When you start to look for triangles in your day-to-day life, you’ll find them everywhere. How many of these examples feel familiar to you?
- Venting to a coworker about your boss.
- Asking your mom how a sibling is doing.
- Texting your friend to complain about your partner.
- Gossiping about old acquaintances.
- Asking someone to relay a message for you.
- Bringing someone to a family gathering as a buffer.
- Focusing on a kid to calm down your marriage.
- Complaining to your therapist about someone.
- Lecturing your parent about their new love interest.
- Asking to speak to the manager when you’re upset with a staff person.
- Grumbling with a fellow student about your teacher/professor.
- Always talking to one parent because they’ll update the other.
- Convincing someone to be angry at another person with you.
- Running to your boss or HR rep when you have tension with another coworker.
- Having an affair.
- Buying a pet to improve a romantic relationship.

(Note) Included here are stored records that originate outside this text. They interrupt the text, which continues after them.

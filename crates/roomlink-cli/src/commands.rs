//! Command handlers for the Roomlink CLI

use std::path::PathBuf;
use std::sync::Arc;
use tokio::io::{AsyncBufReadExt, BufReader};
use tokio::sync::watch;
use tracing::{info, warn};

use roomlink_core::{PeerId, Priority, RoomId, SystemTimeSource};
use roomlink_runtime::{
    AppEvent, AppEventReceiver, ClientBuilder, ClientHandle, CoordinatorServer, HealthMonitor,
    MemoryHistory, RoomCoordinator, TcpDirectTransport, WebSocketRelay,
};

use crate::cli::{Cli, Commands};
use crate::config::AppConfig;
use crate::error::{CliError, Result};

/// Command dispatcher for handling CLI commands
pub struct CommandDispatcher;

impl CommandDispatcher {
    /// Execute a CLI command
    pub async fn execute(cli: Cli, mut config: AppConfig) -> Result<()> {
        match cli.command {
            Commands::Serve { listen } => {
                if let Some(listen) = listen {
                    config.server.listen = listen;
                }
                Self::handle_serve_command(config).await
            }
            Commands::Chat {
                name,
                room,
                coordinator,
                direct_listen,
                peer_id,
            } => {
                let client = &mut config.client;
                if let Some(name) = name {
                    client.display_name = name;
                }
                if let Some(room) = room {
                    client.room = room;
                }
                if let Some(coordinator) = coordinator {
                    client.coordinator_url = coordinator;
                }
                if let Some(direct_listen) = direct_listen {
                    client.direct_listen = direct_listen;
                }
                if peer_id.is_some() {
                    client.peer_id = peer_id;
                }
                config.validate()?;
                Self::handle_chat_command(config).await
            }
            Commands::InitConfig { output } => {
                let path = match output {
                    Some(path) => PathBuf::from(path),
                    None => AppConfig::default_config_path()?,
                };
                config.save_to_file(&path)?;
                println!("Wrote configuration to {}", path.display());
                Ok(())
            }
        }
    }

    /// Run the coordinator until Ctrl+C
    async fn handle_serve_command(config: AppConfig) -> Result<()> {
        let coordinator = Arc::new(RoomCoordinator::new(
            config.core.coordinator.clone(),
            Arc::new(SystemTimeSource::new()),
        ));
        let server = CoordinatorServer::bind(&config.server.listen, coordinator.clone()).await?;
        info!("Room coordinator ready on ws://{}", server.local_addr()?);

        let (shutdown_tx, shutdown_rx) = watch::channel(false);
        let monitor = config
            .server
            .health_monitor
            .then(|| HealthMonitor::new(coordinator, config.core.health.clone()).spawn(shutdown_rx.clone()));
        let server_task = tokio::spawn(server.run(shutdown_rx));

        tokio::signal::ctrl_c().await?;
        info!("Shutting down");
        let _ = shutdown_tx.send(true);
        if let Some(monitor) = monitor {
            let _ = monitor.await;
        }
        match server_task.await {
            Ok(result) => result?,
            Err(e) => warn!("Server task ended abnormally: {}", e),
        }
        Ok(())
    }

    /// Join the configured room and chat line by line on stdin
    async fn handle_chat_command(config: AppConfig) -> Result<()> {
        let peer_id = config.peer_id()?;
        let room = RoomId::new(config.client.room.as_str())?;
        let (transport, incoming) = TcpDirectTransport::bind(&config.client.direct_listen).await?;

        let (handle, events) = ClientBuilder::new(peer_id)
            .with_config(config.core.clone())
            .with_relay(Arc::new(WebSocketRelay::new(config.client.coordinator_url.as_str())))
            .with_transport(Arc::new(transport), incoming)
            .with_history(Arc::new(MemoryHistory::new(config.client.history_size)))
            .spawn()?;
        info!("Peer {} connecting to {}", peer_id, config.client.coordinator_url);
        println!("You are {} ({}). Type /help for commands.", config.client.display_name, peer_id);

        let printer = tokio::spawn(print_events(events));
        let joined = join_when_ready(&handle, room, &config.client.display_name).await;
        if let Err(e) = &joined {
            println!("! could not join: {e}");
        }

        let mut lines = BufReader::new(tokio::io::stdin()).lines();
        while let Some(line) = lines.next_line().await? {
            match Self::handle_line(&handle, line.trim()).await {
                Ok(true) => continue,
                Ok(false) => break,
                Err(e) => println!("! {e}"),
            }
        }

        handle.shutdown().await;
        printer.abort();
        Ok(())
    }

    /// Apply one line of input; false means quit
    async fn handle_line(handle: &ClientHandle, line: &str) -> Result<bool> {
        let (command, rest) = line.split_once(' ').unwrap_or((line, ""));
        match command {
            "" => {}
            "/quit" | "/exit" => return Ok(false),
            "/help" => println!(
                "/join <room> <name>  /leave  /upgrade <peer>  /confirm [name]  /urgent <text>  /health  /quit"
            ),
            "/join" => {
                let (room, name) = rest
                    .split_once(' ')
                    .ok_or_else(|| CliError::Config("usage: /join <room> <name>".to_string()))?;
                let peers = handle.join(RoomId::new(room)?, name).await?;
                println!("* joined {} with {} others", room, peers.len());
            }
            "/leave" => handle.leave()?,
            "/upgrade" => {
                let peer: PeerId = rest.parse()?;
                let opened = handle.upgrade(peer).await?;
                println!(
                    "* direct link to {} {}",
                    peer.short(),
                    if opened { "open" } else { "not available" }
                );
            }
            "/confirm" => {
                let name = (!rest.is_empty()).then(|| rest.to_string());
                handle.confirm_rejoin(name)?;
            }
            "/urgent" => {
                let report = handle.send_with_priority(rest, Priority::Critical).await?;
                println!("* sent {} over {:?}", report.message_id, report.routes);
            }
            "/health" => {
                let snapshot = handle.health_snapshot().await?;
                println!(
                    "* {:?}; relay {:?} rtt {:?}; {} links; {} queued",
                    snapshot.signal,
                    snapshot.relay,
                    snapshot.relay_rtt,
                    snapshot.links.len(),
                    snapshot.queued
                );
                for link in snapshot.links {
                    println!("    {} {:?} {:?}", link.peer_id.short(), link.state, link.condition);
                }
                println!("    {:?}", snapshot.stats);
            }
            _ if command.starts_with('/') => println!("! unknown command {command}"),
            _ => {
                handle.send(line).await?;
            }
        }
        Ok(true)
    }
}

/// Retry the initial join until the relayed channel is up
async fn join_when_ready(handle: &ClientHandle, room: RoomId, name: &str) -> Result<()> {
    let mut attempts = 0;
    loop {
        match handle.join(room.clone(), name).await {
            Ok(peers) => {
                println!("* joined {} with {} others", room, peers.len());
                return Ok(());
            }
            Err(roomlink_core::RoomlinkError::CoordinatorUnreachable { .. }) if attempts < 20 => {
                attempts += 1;
                tokio::time::sleep(std::time::Duration::from_millis(250)).await;
            }
            Err(e) => return Err(e.into()),
        }
    }
}

async fn print_events(mut events: AppEventReceiver) {
    while let Some(event) = events.recv().await {
        match event {
            AppEvent::Joined { room_id, peers } => {
                let names: Vec<&str> = peers.iter().map(|p| p.display_name.as_str()).collect();
                println!("* in {}: {}", room_id, names.join(", "));
            }
            AppEvent::PeerJoined { display_name, .. } => println!("* {display_name} joined"),
            AppEvent::PeerLeft {
                display_name,
                reason,
                ..
            } => println!("* {display_name} left ({reason})"),
            AppEvent::RejoinConfirmationRequired {
                room_id,
                display_name,
                gap,
            } => println!(
                "* back after {}s; /confirm to rejoin {} as {}",
                gap.as_secs(),
                room_id,
                display_name
            ),
            AppEvent::MessageReceived { message, path } => {
                println!("<{}> {}  [{:?}]", message.display_name, message.content, path)
            }
            AppEvent::MessageDelivered { message_id, .. } => {
                tracing::debug!("Delivered {}", message_id)
            }
            AppEvent::MessageFailed { message_id, reason } => {
                println!("! message {message_id} not delivered: {reason}")
            }
            AppEvent::HistoryReplayed { messages, .. } => {
                for message in messages {
                    println!("  <{}> {}", message.display_name, message.content);
                }
            }
            AppEvent::ConnectionQualityChanged {
                peer_id,
                tier,
                score,
                degraded,
            } => info!(
                "Link to {} now {:?} ({}){}",
                peer_id.short(),
                tier,
                score,
                if degraded { ", degraded" } else { "" }
            ),
            AppEvent::HealthChanged { signal } => println!("* connection {signal:?}"),
            AppEvent::CoordinatorUnreachable { attempts } => {
                println!("! coordinator unreachable after {attempts} attempts, still retrying")
            }
        }
    }
}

- Asking someone whether another acquaintance likes you or not.
- Asking a friend to update you about all your other friends.

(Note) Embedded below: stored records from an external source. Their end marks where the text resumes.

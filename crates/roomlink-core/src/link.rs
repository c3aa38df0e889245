//! Direct Link State Machine
//!
//! Tracks the lifecycle of every direct link a client holds or is trying to
//! open. The [`LinkTable`] is the only structure mutated by both the outgoing
//! upgrade path and the incoming offer path, so every mutation goes through
//! its check-and-set operations; that is what keeps at most one non-closed
//! direct link alive per pair of peers.

use core::fmt;
use core::time::Duration;
use hashbrown::HashMap;
use serde::{Deserialize, Serialize};
use tracing::debug;

use crate::types::{ConnectionId, PeerId, Timestamp};

// ----------------------------------------------------------------------------
// Connection Variants
// ----------------------------------------------------------------------------

/// Either connection kind a client can hold
#[derive(Debug, Clone, PartialEq, Serialize, Deserialize)]
pub enum Connection {
    /// Always-on channel through the coordinator
    Relayed {
        connection_id: Option<ConnectionId>,
        connected_since: Option<Timestamp>,
    },
    /// Peer-to-peer link to one participant
    Direct { peer_id: PeerId, state: DirectLinkState },
}

/// Unordered pair of peers identifying one direct link
#[derive(Debug, Clone, Copy, PartialEq, Eq, Hash, Serialize, Deserialize)]
pub struct LinkKey {
    low: PeerId,
    high: PeerId,
}

impl LinkKey {
    pub fn new(a: PeerId, b: PeerId) -> Self {
        if a <= b {
            Self { low: a, high: b }
        } else {
            Self { low: b, high: a }
        }
    }

    pub fn low(&self) -> PeerId {
        self.low
    }

    pub fn high(&self) -> PeerId {
        self.high
    }

    /// The other end of the link, if `peer_id` is one of its ends
    pub fn other(&self, peer_id: PeerId) -> Option<PeerId> {
        if peer_id == self.low {
            Some(self.high)
        } else if peer_id == self.high {
            Some(self.low)
        } else {
            None
        }
    }
}

impl fmt::Display for LinkKey {
    fn fmt(&self, f: &mut fmt::Formatter<'_>) -> fmt::Result {
        write!(f, "{}<->{}", self.low.short(), self.high.short())
    }
}

/// Which side of the handshake this client plays
#[derive(Debug, Clone, Copy, PartialEq, Eq, Serialize, Deserialize)]
pub enum LinkRole {
    /// Sent `request-connection` and dials the remote address
    Dialer,
    /// Accepted a request and waits for the incoming link
    Responder,
}

// ----------------------------------------------------------------------------
// Link States
// ----------------------------------------------------------------------------

/// Lifecycle of one direct link
#[derive(Debug, Clone, PartialEq, Serialize, Deserialize)]
pub enum DirectLinkState {
    /// No link and no attempt in flight
    Idle,
    /// Attempt in flight
    Pending { role: LinkRole, started_at: Timestamp },
    /// Usable link
    Open { role: LinkRole, opened_at: Timestamp },
    /// Still open but below the quality threshold; routers avoid it
    Degraded {
        role: LinkRole,
        opened_at: Timestamp,
        degraded_at: Timestamp,
    },
    /// Attempt that never opened
    Failed { at: Timestamp, reason: String },
    /// Link that was torn down
    Closed {
        at: Timestamp,
        reason: String,
        opened_at: Option<Timestamp>,
    },
}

- Focusing on another family member to fill awkward pauses in conversation.
- Gossiping about a celebrity to fill a conversation.
- Gathering allies when you feel attacked.
- Asking a third person to help when someone has come to you in distress.
- Being angry at a friend for being too focused on a new romantic relationship.
- Asking someone for advice about an interpersonal problem.
- Asking someone to let people know you’ll be late.
Most people can’t go 24 hours without activating a triangle. Triangles aren’t good or bad. They simply are an automatic reaction to stress. And the more stress you add to your day, the more likely you are to use triangles to get through it.
However, when we use triangles to manage anxiety, there is a cost. The triangle often prevents us from developing a stronger one-to-one relationship with others. If you’re always complaining to your siblings about your mother, then you don’t get much practice learning to be a calmer, more thoughtful person in her presence. If you’re always gossiping about others with a friend, you won’t learn about their life and their beliefs. If you spend eighteen years focusing on your child with your spouse, life might get very uncomfortable when they leave for college. Triangles promote temporary calmness at the cost of long-term maturity.
This week I’d like you to think about how triangles are propping up tense relationships in your life. Where might there be opportunities to manage your own distress, and to move towards the people you tend to complain about? What might it look like to focus on building a person-to-person relationship with everyone in your family, your office, or your friend group?
Recognizing triangles and choosing not to activate them is a big part of growing up. Anytime you can turn off your autopilot and determine how you really want to respond to anxiety, you’re inching towards maturity.